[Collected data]

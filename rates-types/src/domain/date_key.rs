//! Calendar dates in the `DD.MM.YYYY` wire format.

use chrono::{Days, NaiveDate};
use serde::{Deserialize, Serialize};
use std::fmt;
use std::str::FromStr;

use crate::error::{ShapeError, ValidationError};

/// Largest day count a single batch may request.
pub const MAX_DAYS: u32 = 10;

const WIRE_FORMAT: &str = "%d.%m.%Y";

/// A date used both as the API query parameter and as the output grouping key.
#[derive(Clone, Copy, PartialEq, Eq, PartialOrd, Ord, Hash, Serialize, Deserialize)]
#[serde(try_from = "String", into = "String")]
pub struct DateKey(NaiveDate);

impl DateKey {
    pub fn new(date: NaiveDate) -> Self {
        Self(date)
    }

    pub fn date(&self) -> NaiveDate {
        self.0
    }

    /// Returns the keys `reference - 0d, -1d, ..., -(days-1)d`, most recent first.
    pub fn window(reference: NaiveDate, days: u32) -> Result<Vec<DateKey>, ValidationError> {
        (0..days)
            .map(|offset| {
                reference
                    .checked_sub_days(Days::new(u64::from(offset)))
                    .map(DateKey)
                    .ok_or(ValidationError::DateOutOfRange { offset })
            })
            .collect()
    }

    /// Rejects day counts above [`MAX_DAYS`].
    pub fn check_days(days: u32) -> Result<u32, ValidationError> {
        if days > MAX_DAYS {
            return Err(ValidationError::TooManyDays {
                requested: days,
                max: MAX_DAYS,
            });
        }
        Ok(days)
    }
}

impl FromStr for DateKey {
    type Err = ShapeError;

    fn from_str(s: &str) -> Result<Self, Self::Err> {
        NaiveDate::parse_from_str(s.trim(), WIRE_FORMAT)
            .map(DateKey)
            .map_err(|_| ShapeError::InvalidDate(s.to_string()))
    }
}

impl TryFrom<String> for DateKey {
    type Error = ShapeError;

    fn try_from(value: String) -> Result<Self, Self::Error> {
        value.parse()
    }
}

impl From<DateKey> for String {
    fn from(key: DateKey) -> Self {
        key.to_string()
    }
}

impl fmt::Display for DateKey {
    fn fmt(&self, f: &mut fmt::Formatter<'_>) -> fmt::Result {
        write!(f, "{}", self.0.format(WIRE_FORMAT))
    }
}

impl fmt::Debug for DateKey {
    fn fmt(&self, f: &mut fmt::Formatter<'_>) -> fmt::Result {
        write!(f, "DateKey({})", self)
    }
}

Task instructions>
Where does the string "ValidationError" appear in the records above? Show every line that holds it.

Answer to the exercise>
use crate::error::{ShapeError, ValidationError};
    pub fn window(reference: NaiveDate, days: u32) -> Result<Vec<DateKey>, ValidationError> {
                    .ok_or(ValidationError::DateOutOfRange { offset })
    pub fn check_days(days: u32) -> Result<u32, ValidationError> {
            return Err(ValidationError::TooManyDays {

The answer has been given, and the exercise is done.